Available data Block Start

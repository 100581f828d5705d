//! Ticker reference loader.
//!
//! Reads one CSV with `Ticker, Name, Industry, Sub-Industry` and upserts it into
//! `tickers`, overwriting the descriptive fields of existing symbols.
//!
//! Failure handling is deliberately looser than the price loader's: the file
//! runs in one transaction committed at the end, but each row gets its own
//! savepoint. A row that fails to read or upsert is rolled back to its
//! savepoint, logged and skipped; rows already written stay. Only a missing
//! file, a missing header column or an I/O error aborts the load.

use std::fs::File;
use std::io::Read;
use std::path::Path;

use csv::{ByteRecord, StringRecord};
use serde::Deserialize;
use tracing::{info, warn};

use crate::error::LoadError;
use crate::models::NewTicker;
use crate::store::IngestStore;
use crate::summary::{RowFailure, TickerSummary};

const COLUMNS: [&str; 4] = ["Ticker", "Name", "Industry", "Sub-Industry"];

/// One reference record, by header name.
#[derive(Debug, Clone, Deserialize)]
pub struct RawTickerRow {
    /// `Ticker`
    #[serde(rename = "Ticker")]
    pub ticker: String,
    /// `Name`
    #[serde(rename = "Name")]
    pub name: String,
    /// `Industry`
    #[serde(rename = "Industry")]
    pub industry: String,
    /// `Sub-Industry`
    #[serde(rename = "Sub-Industry")]
    pub sub_industry: String,
}

impl From<RawTickerRow> for NewTicker {
    /// Trims and uppercases the symbol; the other fields are kept verbatim.
    fn from(raw: RawTickerRow) -> Self {
        NewTicker {
            ticker: raw.ticker.trim().to_uppercase(),
            company_name: raw.name,
            industry: raw.industry,
            sub_industry: raw.sub_industry,
        }
    }
}

fn check_columns(headers: &StringRecord) -> Result<(), LoadError> {
    for column in COLUMNS {
        if !headers.iter().any(|h| h == column) {
            return Err(LoadError::MissingColumn(column));
        }
    }
    Ok(())
}

/// Upsert every reference row from `input`.
pub fn load_ticker_reader<S, R>(store: &mut S, input: R) -> Result<TickerSummary, LoadError>
where
    S: IngestStore,
    R: Read,
{
    let mut reader = csv::Reader::from_reader(input);

    let summary = store.in_transaction(|store| {
        let headers = reader.headers()?.clone();
        check_columns(&headers)?;
        let byte_headers = reader.byte_headers()?.clone();
        let ticker_col = headers.iter().position(|h| h == "Ticker");

        let mut summary = TickerSummary::default();
        // Raw bytes, so a bad encoding elsewhere in the row still leaves the symbol readable.
        let mut record = ByteRecord::new();

        loop {
            match reader.read_byte_record(&mut record) {
                Ok(true) => {}
                Ok(false) => break,
                Err(e) if e.is_io_error() => return Err(e.into()),
                Err(e) => {
                    let line = e.position().map(|p| p.line());
                    warn!(line, "Error processing row for ticker N/A: {e}");
                    summary.failures.push(RowFailure {
                        line,
                        ticker: "N/A".to_string(),
                        error: e.into(),
                    });
                    continue;
                }
            }

            let line = record.position().map(|p| p.line());
            let outcome = record
                .deserialize::<RawTickerRow>(Some(&byte_headers))
                .map_err(LoadError::from)
                .and_then(|raw| {
                    let row = NewTicker::from(raw);
                    store.in_transaction(|store| Ok(store.upsert_ticker(&row)?))
                });

            match outcome {
                Ok(_) => summary.upserted += 1,
                Err(error) => {
                    let ticker = ticker_col
                        .and_then(|i| record.get(i))
                        .map(|raw| String::from_utf8_lossy(raw).into_owned())
                        .unwrap_or_else(|| "N/A".to_string());
                    warn!(line, "Error processing row for ticker {ticker}: {error}");
                    summary.failures.push(RowFailure {
                        line,
                        ticker,
                        error,
                    });
                }
            }
        }

        Ok(summary)
    })?;

    info!(
        skipped = summary.failures.len(),
        "Inserted/Updated {} rows into tickers table.",
        summary.upserted
    );
    Ok(summary)
}

/// Upsert every reference row from the CSV at `path`.
pub fn load_ticker_file<S: IngestStore>(store: &mut S, path: &Path) -> Result<TickerSummary, LoadError> {
    let file = File::open(path).map_err(|e| LoadError::io(path, e))?;
    load_ticker_reader(store, file)
}

#[cfg(test)]
mod tests {
    use super::*;

    #[test]
    fn symbol_is_normalized_and_rest_kept_verbatim() {
        let row = NewTicker::from(RawTickerRow {
            ticker: "  brk.b ".into(),
            name: " Berkshire Hathaway ".into(),
            industry: "Financials".into(),
            sub_industry: "Multi-Sector Holdings".into(),
        });
        assert_eq!(row.ticker, "BRK.B");
        assert_eq!(row.company_name, " Berkshire Hathaway ");
        assert_eq!(row.sub_industry, "Multi-Sector Holdings");
    }

    #[test]
    fn header_must_name_every_column() {
        let headers = StringRecord::from(vec!["Ticker", "Name", "Industry"]);
        let err = check_columns(&headers).unwrap_err();
        assert!(matches!(err, LoadError::MissingColumn("Sub-Industry")));

        let full = StringRecord::from(vec!["Sub-Industry", "Industry", "Name", "Ticker", "CIK"]);
        assert!(check_columns(&full).is_ok());
    }
}
//! Diesel models mapping to the database schema.
//!
//! These types mirror the two tables in [`crate::schema`]:
//! - [`crate::schema::stock_data`] — one daily OHLCV bar per `(ticker, date)`
//! - [`crate::schema::tickers`] — company reference data keyed by `ticker`
//!
//! The `New*` structs are what the loaders insert; the `Stored*` structs are
//! read back by [`crate::store::IngestStore`] queries.

use chrono::NaiveDate;
use diesel::prelude::*;

use crate::schema::*;

/// Insertable form of a daily price bar, produced by the price loader.
///
/// Owned strings here because rows are parsed out of a reused CSV record buffer.
#[derive(Debug, Clone, PartialEq, Insertable)]
#[diesel(table_name = stock_data)]
pub struct NewPrice {
    /// Uppercase symbol derived from the source file name (e.g., "AAPL").
    pub ticker: String,
    /// Trading day.
    pub date: NaiveDate,
    /// Opening price; `None` when the source field was empty.
    pub open: Option<f64>,
    /// Session high; `None` when the source field was empty.
    pub high: Option<f64>,
    /// Session low; `None` when the source field was empty.
    pub low: Option<f64>,
    /// Closing price; `None` when the source field was empty.
    pub close: Option<f64>,
    /// Adjusted close. Rows without one are never built.
    pub adj_close: f64,
    /// Shares traded; `None` when the source field was empty.
    pub volume: Option<i64>,
    /// Reserved column, always `None` at ingestion time.
    pub dividend: Option<f64>,
}

/// A row in [`crate::schema::stock_data`].
#[derive(Debug, Clone, PartialEq, Queryable, Selectable)]
#[diesel(table_name = stock_data)]
pub struct StoredPrice {
    /// Ticker symbol.
    pub ticker: String,
    /// Trading day.
    pub date: NaiveDate,
    /// Opening price.
    pub open: Option<f64>,
    /// Session high.
    pub high: Option<f64>,
    /// Session low.
    pub low: Option<f64>,
    /// Closing price.
    pub close: Option<f64>,
    /// Adjusted close.
    pub adj_close: f64,
    /// Shares traded.
    pub volume: Option<i64>,
    /// Dividend, if populated by some other process.
    pub dividend: Option<f64>,
}

/// Insertable form of a company reference row.
#[derive(Debug, Clone, PartialEq, Insertable)]
#[diesel(table_name = tickers)]
pub struct NewTicker {
    /// Trimmed, uppercased symbol.
    pub ticker: String,
    /// Company name, verbatim from the source.
    pub company_name: String,
    /// Industry (sector), verbatim from the source.
    pub industry: String,
    /// Sub-industry, verbatim from the source.
    pub sub_industry: String,
}

/// A row in [`crate::schema::tickers`].
#[derive(Debug, Clone, PartialEq, Queryable, Selectable)]
#[diesel(table_name = tickers)]
pub struct StoredTicker {
    /// Ticker symbol.
    pub ticker: String,
    /// Company name.
    pub company_name: String,
    /// Industry.
    pub industry: String,
    /// Sub-industry.
    pub sub_industry: String,
}
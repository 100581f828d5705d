//! Batch loaders for historical stock prices and company reference data.
//!
//! - [`prices`]: `<TICKER>.csv` files into `stock_data`, one transaction per file.
//! - [`tickers`]: one reference CSV into `tickers`, skipping bad rows.
//!
//! Both take an explicit [`store::IngestStore`] handle; [`db::connect`] opens one.

#![deny(missing_docs)]

pub mod config;
pub mod db;
pub mod error;
pub mod models;
pub mod prices;
#[allow(missing_docs)]
pub mod schema;
pub mod store;
pub mod summary;
pub mod tickers;

pub use error::LoadError;
pub use store::IngestStore;
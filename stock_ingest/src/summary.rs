//! Run results for both loaders.
//!
//! The price loader turns each file into a [`FileReport`] instead of
//! unwinding on error, and the run as a whole into a [`RunSummary`].

use std::fmt;
use std::path::PathBuf;

use crate::error::LoadError;

/// Outcome of loading one `<TICKER>.csv` file.
#[derive(Debug)]
pub struct FileReport {
    /// Symbol derived from the file name.
    pub ticker: String,
    /// Source file.
    pub path: PathBuf,
    /// Rows upserted and committed, or the error that rolled the file back.
    pub result: Result<usize, LoadError>,
}

impl FileReport {
    /// True when the file committed.
    pub fn is_ok(&self) -> bool {
        self.result.is_ok()
    }
}

/// Per-file outcomes of one price-loader run, in processing order.
#[derive(Debug, Default)]
pub struct RunSummary {
    /// One entry per discovered file.
    pub files: Vec<FileReport>,
}

impl RunSummary {
    /// Files that committed.
    pub fn succeeded(&self) -> impl Iterator<Item = &FileReport> {
        self.files.iter().filter(|f| f.is_ok())
    }

    /// Files that were rolled back.
    pub fn failed(&self) -> impl Iterator<Item = &FileReport> {
        self.files.iter().filter(|f| !f.is_ok())
    }

    /// Console lines for the end of a run: one `FAILED` line per rolled-back
    /// file, the totals, then `complete`.
    pub fn report_lines(&self) -> Vec<String> {
        let mut lines: Vec<String> = self
            .files
            .iter()
            .filter_map(|f| match &f.result {
                Ok(_) => None,
                Err(e) => Some(format!("FAILED {}: {e}", f.ticker)),
            })
            .collect();
        lines.push(self.to_string());
        lines.push("complete".to_string());
        lines
    }

    /// Total rows committed across all files.
    pub fn rows_ingested(&self) -> usize {
        self.files
            .iter()
            .filter_map(|f| f.result.as_ref().ok())
            .sum()
    }
}

impl fmt::Display for RunSummary {
    fn fmt(&self, f: &mut fmt::Formatter<'_>) -> fmt::Result {
        write!(
            f,
            "{} files: {} loaded, {} failed, {} rows ingested",
            self.files.len(),
            self.succeeded().count(),
            self.failed().count(),
            self.rows_ingested()
        )
    }
}

/// A ticker row that was skipped.
#[derive(Debug)]
pub struct RowFailure {
    /// Source line, when known.
    pub line: Option<u64>,
    /// Raw ticker text, or `"N/A"` when the record could not be read.
    pub ticker: String,
    /// Why the row was skipped.
    pub error: LoadError,
}

/// Result of one ticker-loader run.
#[derive(Debug, Default)]
pub struct TickerSummary {
    /// Rows inserted or updated.
    pub upserted: usize,
    /// Rows skipped because of an error.
    pub failures: Vec<RowFailure>,
}

impl TickerSummary {
    /// Console lines for the end of a run: the totals, then `Done.`.
    pub fn report_lines(&self) -> Vec<String> {
        vec![self.to_string(), "Done.".to_string()]
    }
}

impl fmt::Display for TickerSummary {
    fn fmt(&self, f: &mut fmt::Formatter<'_>) -> fmt::Result {
        write!(
            f,
            "Inserted/Updated {} rows into tickers table ({} skipped)",
            self.upserted,
            self.failures.len()
        )
    }
}

#[cfg(test)]
mod tests {
    use super::*;

    fn report(ticker: &str, result: Result<usize, LoadError>) -> FileReport {
        FileReport {
            ticker: ticker.to_string(),
            path: PathBuf::from(format!("{ticker}.csv")),
            result,
        }
    }

    #[test]
    fn totals_only_count_committed_files() {
        let summary = RunSummary {
            files: vec![
                report("AAPL", Ok(3)),
                report(
                    "BAD",
                    Err(LoadError::BadDate {
                        line: 2,
                        value: "2020-01-01".into(),
                    }),
                ),
                report("MSFT", Ok(4)),
            ],
        };

        assert_eq!(summary.rows_ingested(), 7);
        assert_eq!(summary.succeeded().count(), 2);
        assert_eq!(
            summary.failed().map(|f| f.ticker.as_str()).collect::<Vec<_>>(),
            vec!["BAD"]
        );
        assert_eq!(
            summary.to_string(),
            "3 files: 2 loaded, 1 failed, 7 rows ingested"
        );
        assert_eq!(
            summary.report_lines(),
            vec![
                "FAILED BAD: line 2: invalid date \"2020-01-01\" (expected DD-MM-YYYY)",
                "3 files: 2 loaded, 1 failed, 7 rows ingested",
                "complete",
            ]
        );
    }

    #[test]
    fn empty_run_still_reports_completion() {
        assert_eq!(
            RunSummary::default().report_lines(),
            vec!["0 files: 0 loaded, 0 failed, 0 rows ingested", "complete"]
        );
    }

    #[test]
    fn ticker_report_ends_with_done() {
        let summary = TickerSummary {
            upserted: 4,
            failures: vec![RowFailure {
                line: Some(3),
                ticker: "N/A".into(),
                error: LoadError::MissingColumn("Name"),
            }],
        };
        assert_eq!(
            summary.report_lines(),
            vec!["Inserted/Updated 4 rows into tickers table (1 skipped)", "Done."]
        );
    }
}
//! Per-row KPI formulas and the derived record type.
//!
//! None of the formulas guard against zero denominators: a row with
//! `clicks = 0` produces an infinite CPC (or NaN for 0/0) and the value
//! propagates downstream. Aggregates recompute KPIs from group sums, so a
//! single degenerate row cannot poison a group figure.

use crate::buckets::{month_key, weekday_name, weekday_ordinal};
use adlens_data::AdRecord;
use serde::Serialize;

/// Click-through rate: `clicks / impressions`.
pub fn ctr(clicks: f64, impressions: f64) -> f64 {
    clicks / impressions
}

/// Cost per click: `cost / clicks`.
pub fn cpc(cost: f64, clicks: f64) -> f64 {
    cost / clicks
}

/// Cost per thousand impressions: `cost / impressions * 1000`.
pub fn cpm(cost: f64, impressions: f64) -> f64 {
    cost / impressions * 1000.0
}

/// Return on marketing investment: `(revenue - cost) / cost`.
pub fn romi(revenue: f64, cost: f64) -> f64 {
    (revenue - cost) / cost
}

/// An [`AdRecord`] with its per-row KPIs and time-bucket keys attached.
#[derive(Debug, Clone, PartialEq, Serialize)]
pub struct DerivedRecord {
    /// The source row.
    pub record: AdRecord,
    /// Click-through rate.
    pub ctr: f64,
    /// Cost per click.
    pub cpc: f64,
    /// Cost per thousand impressions.
    pub cpm: f64,
    /// Return on marketing investment.
    pub romi: f64,
    /// English weekday name of the row's date.
    pub weekday: &'static str,
    /// Calendar ordinal of the weekday, Monday = 1.
    pub weekday_ord: u32,
    /// Month bucket key, `YYYY-MM`.
    pub month: String,
}

impl DerivedRecord {
    /// Derive KPIs and bucket keys for one row.
    pub fn from_record(record: AdRecord) -> Self {
        let ctr = ctr(record.clicks, record.impressions);
        let cpc = cpc(record.cost, record.clicks);
        let cpm = cpm(record.cost, record.impressions);
        let romi = romi(record.revenue, record.cost);
        let weekday = weekday_name(record.date);
        let weekday_ord = weekday_ordinal(record.date);
        let month = month_key(record.date);
        Self {
            record,
            ctr,
            cpc,
            cpm,
            romi,
            weekday,
            weekday_ord,
            month,
        }
    }
}

/// Derive KPIs and bucket keys for every row of the dataset.
pub fn derive_records(records: Vec<AdRecord>) -> Vec<DerivedRecord> {
    records.into_iter().map(DerivedRecord::from_record).collect()
}
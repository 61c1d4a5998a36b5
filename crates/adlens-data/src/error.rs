//! Error types for dataset loading.

use thiserror::Error;

/// Result type for dataset loading.
pub type Result<T> = std::result::Result<T, DataError>;

/// Errors that can occur while loading the advertising dataset.
#[derive(Debug, Error)]
pub enum DataError {
    /// The dataset file could not be opened.
    #[error("failed to open dataset {path}: {source}")]
    Open {
        /// Path that was attempted.
        path: String,
        /// Underlying IO error.
        #[source]
        source: std::io::Error,
    },

    /// A required column is absent from the header row.
    #[error("required column missing from header: {0}")]
    MissingColumn(&'static str),

    /// CSV parsing or deserialization error.
    #[error("CSV error: {0}")]
    Csv(#[from] csv::Error),
}
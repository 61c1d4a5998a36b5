//! CSV loading for the advertising dataset.

use crate::error::{DataError, Result};
use crate::record::AdRecord;
use std::fs::File;
use std::path::Path;

/// Columns the dataset header must contain. Order in the file is not
/// significant; rows are matched to fields by header name.
pub const REQUIRED_COLUMNS: [&str; 7] = [
    "date",
    "platform",
    "impressions",
    "clicks",
    "cost",
    "conversions",
    "revenue",
];

/// Load the advertising dataset from a comma-delimited file.
///
/// Fails if the file cannot be opened, if any required column is missing
/// from the header, or if a row cannot be parsed into an [`AdRecord`].
/// There is no partial recovery: the first bad row aborts the load.
pub fn load_records(path: impl AsRef<Path>) -> Result<Vec<AdRecord>> {
    let path = path.as_ref();
    let file = File::open(path).map_err(|source| DataError::Open {
        path: path.display().to_string(),
        source,
    })?;
    let mut reader = csv::Reader::from_reader(file);

    let headers = reader.headers()?.clone();
    for required in REQUIRED_COLUMNS {
        if !headers.iter().any(|h| h == required) {
            return Err(DataError::MissingColumn(required));
        }
    }

    let mut records = Vec::new();
    for row in reader.deserialize() {
        let record: AdRecord = row?;
        records.push(record);
    }

    Ok(records)
}

#[cfg(test)]
mod tests {
    use super::*;
    use std::io::Write;
    use tempfile::NamedTempFile;

    const HEADER: &str = "date,platform,impressions,clicks,cost,conversions,revenue";

    fn write_csv(contents: &str) -> NamedTempFile {
        let mut file = NamedTempFile::new().unwrap();
        write!(file, "{contents}").unwrap();
        file.flush().unwrap();
        file
    }

    #[test]
    fn loads_well_formed_rows() {
        let file = write_csv(&format!(
            "{HEADER}\n2024-03-04,google,1200,48,36.5,5,120\n2024-03-04,facebook,900,27,21.0,3,60\n"
        ));
        let records = load_records(file.path()).unwrap();
        assert_eq!(records.len(), 2);
        assert_eq!(records[0].platform, "google");
        assert_eq!(records[1].impressions, 900.0);
    }

    #[test]
    fn accepts_reordered_columns() {
        let file = write_csv(
            "platform,date,revenue,impressions,clicks,cost,conversions\n\
             google,2024-03-04,120,1200,48,36.5,5\n",
        );
        let records = load_records(file.path()).unwrap();
        assert_eq!(records[0].revenue, 120.0);
        assert_eq!(records[0].cost, 36.5);
    }

    #[test]
    fn rejects_missing_column() {
        let file = write_csv("date,platform,impressions,clicks,cost,conversions\n");
        let err = load_records(file.path()).unwrap_err();
        assert!(matches!(err, DataError::MissingColumn("revenue")));
    }

    #[test]
    fn rejects_missing_file() {
        let err = load_records("no_such_dataset.csv").unwrap_err();
        assert!(matches!(err, DataError::Open { .. }));
    }

    #[test]
    fn rejects_malformed_row() {
        let file = write_csv(&format!("{HEADER}\n2024-03-04,google,not_a_number,48,36.5,5,120\n"));
        let err = load_records(file.path()).unwrap_err();
        assert!(matches!(err, DataError::Csv(_)));
    }

    #[test]
    fn empty_body_yields_no_records() {
        let file = write_csv(&format!("{HEADER}\n"));
        let records = load_records(file.path()).unwrap();
        assert!(records.is_empty());
    }
}
//! Plain-text model summaries.

use crate::error::Result;
use adlens_metrics::AggregateRow;
use std::fmt::Write as _;
use std::fs;
use std::path::Path;

/// Write the linear-variant summary: the per-platform KPI table followed
/// by the model's held-out R².
pub fn write_linear_summary(
    path: impl AsRef<Path>,
    platform_rows: &[AggregateRow],
    r_squared: f64,
) -> Result<()> {
    let mut out = String::new();
    out.push_str("Aggregated metrics by platform:\n");
    let _ = writeln!(
        out,
        "{:<14} {:>10} {:>10} {:>10} {:>10}",
        "platform", "CTR", "CPC", "CPM", "ROMI"
    );
    for row in platform_rows {
        let _ = writeln!(
            out,
            "{:<14} {:>10.4} {:>10.4} {:>10.4} {:>10.4}",
            row.platform, row.ctr, row.cpc, row.cpm, row.romi
        );
    }
    let _ = writeln!(out, "\nLinear Regression R-squared: {r_squared:.4}");
    fs::write(path, out)?;
    Ok(())
}

/// Write the forest-variant summary: held-out R² and the ranked feature
/// importances, most important first.
pub fn write_forest_summary(
    path: impl AsRef<Path>,
    r_squared: f64,
    importances: &[(String, f64)],
) -> Result<()> {
    let mut out = String::new();
    out.push_str("Advanced Analysis Summary\n");
    let _ = writeln!(out, "Random Forest R-squared: {r_squared:.4}");
    out.push_str("\nFeature Importances:\n");
    for (name, importance) in importances {
        let _ = writeln!(out, "- {name}: {importance:.4}");
    }
    fs::write(path, out)?;
    Ok(())
}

Available data Block End

* **Work task**: Among the lines above, find those that contain the word "investment" and copy them.

* **Exercise answer**:
/// Return on marketing investment: `(revenue - cost) / cost`.
    /// Return on marketing investment.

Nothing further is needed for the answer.